Re: [PATCH v4 3/3] drm/i915/dsc: Add rc_range_parameter calculation for YCbCr420

"Kandpal, Suraj" <suraj.kandpal@xxxxxxxxx> · Mon, 10 Jul 2023 16:18:07 +0000



> 
> On 7/5/2023 10:45 AM, Suraj Kandpal wrote:
> > Some rc_range_parameter calculations were missed for YCbCr420, add
> > them to calculate_rc_param()
> >
> > --v2
> > -take into account the new formula to get bpp_i
> >
> > --v4
> > -Fix range_bpg_offset formula for YCbCr420 bpp <= 16 [Ankit]
> >
> > Cc: Vandita Kulkarni <vandita.kulkarni@xxxxxxxxx>
> > Cc: Ankit Nautiyal <ankit.k.nautiyal@xxxxxxxxx>
> > Cc: Uma Shankar <uma.shankar@xxxxxxxxx>
> > Signed-off-by: Suraj Kandpal <suraj.kandpal@xxxxxxxxx>
> > ---
> >   drivers/gpu/drm/i915/display/intel_vdsc.c | 144 ++++++++++++++++------
> >   1 file changed, 106 insertions(+), 38 deletions(-)
> >
> > diff --git a/drivers/gpu/drm/i915/display/intel_vdsc.c
> > b/drivers/gpu/drm/i915/display/intel_vdsc.c
> > index cfcd463f66bb..8f0dac908e61 100644
> > --- a/drivers/gpu/drm/i915/display/intel_vdsc.c
> > +++ b/drivers/gpu/drm/i915/display/intel_vdsc.c
> > @@ -52,23 +52,36 @@ static bool is_pipe_dsc(struct intel_crtc *crtc, enum
> transcoder cpu_transcoder)
> >   	return true;
> >   }
> >
> > +static void
> > +intel_vdsc_set_min_max_qp(struct drm_dsc_config *vdsc_cfg, int buf,
> > +			  int bpp)
> > +{
> > +	int bpc = vdsc_cfg->bits_per_component;
> > +
> > +	/* Read range_minqp and range_max_qp from qp tables */
> > +	vdsc_cfg->rc_range_params[buf].range_min_qp =
> > +		intel_lookup_range_min_qp(bpc, buf, bpp, vdsc_cfg-
> >native_420);
> > +	vdsc_cfg->rc_range_params[buf].range_max_qp =
> > +		intel_lookup_range_max_qp(bpc, buf, bpp, vdsc_cfg-
> >native_420); }
> > +
> > +/*
> > + * Calculate RC Params using the below two methods:
> > + * 1. DSCParameterValuesVESA V1-2 spreadsheet
> > + * 2. VESA DSC 1.2a DSC Tools Application.
> > + * Note:
> > + * Above two methods use a common formula to derive values for any
> > +combination of DSC
> > + * variables.

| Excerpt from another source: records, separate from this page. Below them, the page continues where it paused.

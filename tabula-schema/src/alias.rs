//! Join aliases for nested structs.
//!
//! A query may join the same struct more than once through different
//! nested fields, so every nested path reachable from a struct gets its
//! own short alias: `_a` through `_z`, then `_ba`, `_bb` and so on.
//! Dotted query terms then carry the alias of the struct holding their
//! last field.

use indexmap::IndexMap;
use smol_str::SmolStr;
use tracing::debug;

use crate::diag::{Diagnostics, Position};
use crate::model::{Model, Operator, SearchId, StructId};

/// Largest number of aliases one struct can hold.
pub const MAX_ALIASES: usize = 26 * 26 * 26;

/// The alias for the `n`th nested path of a struct.
pub fn alias_name(n: usize) -> SmolStr {
    let letter = |i: usize| char::from(b'a' + (i % 26) as u8);
    let mut s = String::from("_");
    if n >= 26 * 26 {
        s.push(letter(n / 26 / 26));
    }
    if n >= 26 {
        s.push(letter(n / 26));
    }
    s.push(letter(n));
    SmolStr::new(s)
}

/// Assign aliases to every struct, then to every query term.
///
/// Expects a linked model without recursive structs. Returns `false` if a
/// struct has more than [`MAX_ALIASES`] nested paths.
pub fn assign(model: &mut Model, diag: &mut Diagnostics) -> bool {
    for sid in model.struct_ids() {
        let mut aliases = IndexMap::new();
        let mut stack = vec![sid];
        if let Err(pos) = walk(model, sid, None, &mut stack, &mut aliases) {
            diag.error(&pos, "too many aliases");
            return false;
        }
        debug!(strct = %model[sid].name, count = aliases.len(), "assigned aliases");
        model[sid].aliases = aliases;
    }

    for id in model.search_ids() {
        model[id].is_unique = is_unique(model, id);
        let sid = model[id].parent;
        let aliases = model[sid].aliases.clone();
        let srch = &mut model[id];
        let paths = srch
            .terms
            .iter_mut()
            .map(|t| &mut t.path)
            .chain(srch.order.iter_mut().map(|o| &mut o.path))
            .chain(srch.aggregate.iter_mut().map(|a| &mut a.path))
            .chain(srch.group.iter_mut());
        for path in paths {
            path.alias = path.prefix().and_then(|p| aliases.get(&p).cloned());
        }
    }
    true
}

/// Pre-order walk of the nested fields of `sid`.
fn walk(
    model: &Model,
    sid: StructId,
    prefix: Option<&str>,
    stack: &mut Vec<StructId>,
    out: &mut IndexMap<String, SmolStr>,
) -> Result<(), Position> {
    for &fid in &model[sid].fields {
        let Some(target) = model.nested_struct(fid) else {
            continue;
        };
        if stack.contains(&target) {
            continue;
        }
        let f = &model[fid];
        if out.len() >= MAX_ALIASES {
            return Err(f.pos.clone());
        }
        let name = match prefix {
            Some(p) => format!("{p}.{}", f.name),
            None => f.name.to_string(),
        };
        out.insert(name.clone(), alias_name(out.len()));

        stack.push(target);
        walk(model, target, Some(&name), stack, out)?;
        stack.pop();
    }
    Ok(())
}

/// Whether the terms of a query pin down at most one row.
///
/// That holds when a direct field that is a row identifier or unique is
/// compared for equality, or when every field of one composite unique
/// constraint is.
fn is_unique(model: &Model, id: SearchId) -> bool {
    let srch = &model[id];
    let equal: Vec<_> = srch
        .terms
        .iter()
        .filter(|t| t.op == Operator::Eq && t.path.components.len() == 1)
        .filter_map(|t| t.path.terminal())
        .collect();

    if equal
        .iter()
        .any(|&f| model[f].rowid || model[f].unique)
    {
        return true;
    }
    model[srch.parent].uniques.iter().any(|&u| {
        model[u]
            .fields
            .iter()
            .all(|uf| uf.field.get().is_some_and(|f| equal.contains(&f)))
    })
}

#[cfg(test)]
mod tests {
    use super::*;
    use crate::linker::link;
    use crate::parser::ParseContext;
    use pretty_assertions::assert_eq;

    fn assigned(src: &str) -> ParseContext {
        let mut cx = ParseContext::new();
        assert!(cx.parse("alias.ort", src), "{:?}", cx.diag.messages());
        assert!(link(&mut cx.model, &cx.queue, &mut cx.diag));
        assert!(assign(&mut cx.model, &mut cx.diag));
        cx
    }

    fn aliases(cx: &ParseContext, strct: &str) -> Vec<(String, String)> {
        let sid = cx.model.find_struct(strct).unwrap();
        cx.model[sid]
            .aliases
            .iter()
            .map(|(k, v)| (k.clone(), v.to_string()))
            .collect()
    }

    const GRAPH: &str = "\
        struct company { field id int rowid; field name text; };\n\
        struct user {\n\
          field id int rowid; field cid:company.id int; field company struct cid;\n\
          field name text unique;\n\
        };\n\
        struct session {\n\
          field id int rowid;\n\
          field uid:user.id int; field user struct uid;\n\
          field oid:user.id int; field owner struct oid;\n\
          search user.company.name, owner.name: name bynames;\n\
          search id: name byid;\n\
          list uid, oid: name bypair;\n\
          unique uid, oid;\n\
        };";

    #[test]
    fn test_alias_names() {
        assert_eq!(alias_name(0), "_a");
        assert_eq!(alias_name(25), "_z");
        assert_eq!(alias_name(26), "_ba");
        assert_eq!(alias_name(27), "_bb");
        assert_eq!(alias_name(26 * 26), "_baa");
        assert_eq!(alias_name(MAX_ALIASES - 1), "_zzz");
    }

    #[test]
    fn test_single_nested_struct() {
        let cx = assigned(GRAPH);
        assert_eq!(
            aliases(&cx, "user"),
            vec![("company".to_string(), "_a".to_string())]
        );
        assert!(aliases(&cx, "company").is_empty());
    }

    #[test]
    fn test_repeated_target_gets_distinct_aliases() {
        let cx = assigned(GRAPH);
        assert_eq!(
            aliases(&cx, "session"),
            vec![
                ("user".to_string(), "_a".to_string()),
                ("user.company".to_string(), "_b".to_string()),
                ("owner".to_string(), "_c".to_string()),
                ("owner.company".to_string(), "_d".to_string()),
            ]
        );
    }

    #[test]
    fn test_assignment_is_deterministic() {
        let a = assigned(GRAPH);
        let b = assigned(GRAPH);
        assert_eq!(aliases(&a, "session"), aliases(&b, "session"));
    }

    #[test]
    fn test_terms_carry_prefix_alias() {
        let cx = assigned(GRAPH);
        let s = &cx.model.searches[0];
        assert_eq!(s.terms[0].path.alias.as_deref(), Some("_b"));
        assert_eq!(s.terms[1].path.alias.as_deref(), Some("_c"));
        assert_eq!(cx.model.searches[1].terms[0].path.alias, None);
    }

    #[test]
    fn test_unique_searches() {
        let cx = assigned(GRAPH);
        let flags: Vec<_> = cx.model.searches.iter().map(|s| s.is_unique).collect();
        // bynames, byid, bypair
        assert_eq!(flags, vec![false, true, true]);
    }
}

The formula approach may yield slight differences in
> > +the derived PPS
> > + * parameters from the original parameter sets. These differences are
> > +not consequential
> > + * to the coding performance because all parameter sets have been
> > +shown to produce
> > + * visually lossless quality (provides the same PPS values as
> > + * DSCParameterValuesVESA V1-2 spreadsheet)  */
> 
> 
> As I understand we are using the values of rc parameters from the tables
> given for DSC tools application from C-model for different bits_per_pixel and
> bpcs.
> 
> It would be good to mention the C-model used for these values.
> 
> 
> >   static void
> >   calculate_rc_params(struct drm_dsc_config *vdsc_cfg)
> >   {
> >   	int bpc = vdsc_cfg->bits_per_component;
> >   	int bpp = vdsc_cfg->bits_per_pixel >> 4;
> > -	static const s8 ofs_und6[] = {
> > -		0, -2, -2, -4, -6, -6, -8, -8, -8, -10, -10, -12, -12, -12, -12
> > -	};
> > -	static const s8 ofs_und8[] = {
> > -		2, 0, 0, -2, -4, -6, -8, -8, -8, -10, -10, -10, -12, -12, -12
> > -	};
> > -	static const s8 ofs_und12[] = {
> > -		2, 0, 0, -2, -4, -6, -8, -8, -8, -10, -10, -10, -12, -12, -12
> > -	};
> > -	static const s8 ofs_und15[] = {
> > -		10, 8, 6, 4, 2, 0, -2, -4, -6, -8, -10, -10, -12, -12, -12
> > -	};
> >   	int qp_bpc_modifier = (bpc - 8) * 2;
> >   	u32 res, buf_i, bpp_i;
> >
> > @@ -119,33 +132,88 @@ calculate_rc_params(struct drm_dsc_config
> *vdsc_cfg)
> >   	vdsc_cfg->rc_quant_incr_limit0 = 11 + qp_bpc_modifier;
> >   	vdsc_cfg->rc_quant_incr_limit1 = 11 + qp_bpc_modifier;
> >
> > -	bpp_i  = (2 * (bpp - 6));
> > -	for (buf_i = 0; buf_i < DSC_NUM_BUF_RANGES; buf_i++) {
> > -		u8 range_bpg_offset;
> > -
> > -		/* Read range_minqp and range_max_qp from qp tables */
> > -		vdsc_cfg->rc_range_params[buf_i].range_min_qp =
> > -			intel_lookup_range_min_qp(bpc, buf_i, bpp_i,
> vdsc_cfg->native_420);
> > -		vdsc_cfg->rc_range_params[buf_i].range_max_qp =
> > -			intel_lookup_range_max_qp(bpc, buf_i, bpp_i,
> vdsc_cfg->native_420);
> > -
> > -		/* Calculate range_bpg_offset */
> > -		if (bpp <= 6) {
> > -			range_bpg_offset = ofs_und6[buf_i];
> > -		} else if (bpp <= 8) {
> > -			res = DIV_ROUND_UP(((bpp - 6) * (ofs_und8[buf_i] -
> ofs_und6[buf_i])), 2);
> > -			range_bpg_offset = ofs_und6[buf_i] + res;
> > -		} else if (bpp <= 12) {
> > -			range_bpg_offset = ofs_und8[buf_i];
> > -		} else if (bpp <= 15) {
> > -			res = DIV_ROUND_UP(((bpp - 12) * (ofs_und15[buf_i]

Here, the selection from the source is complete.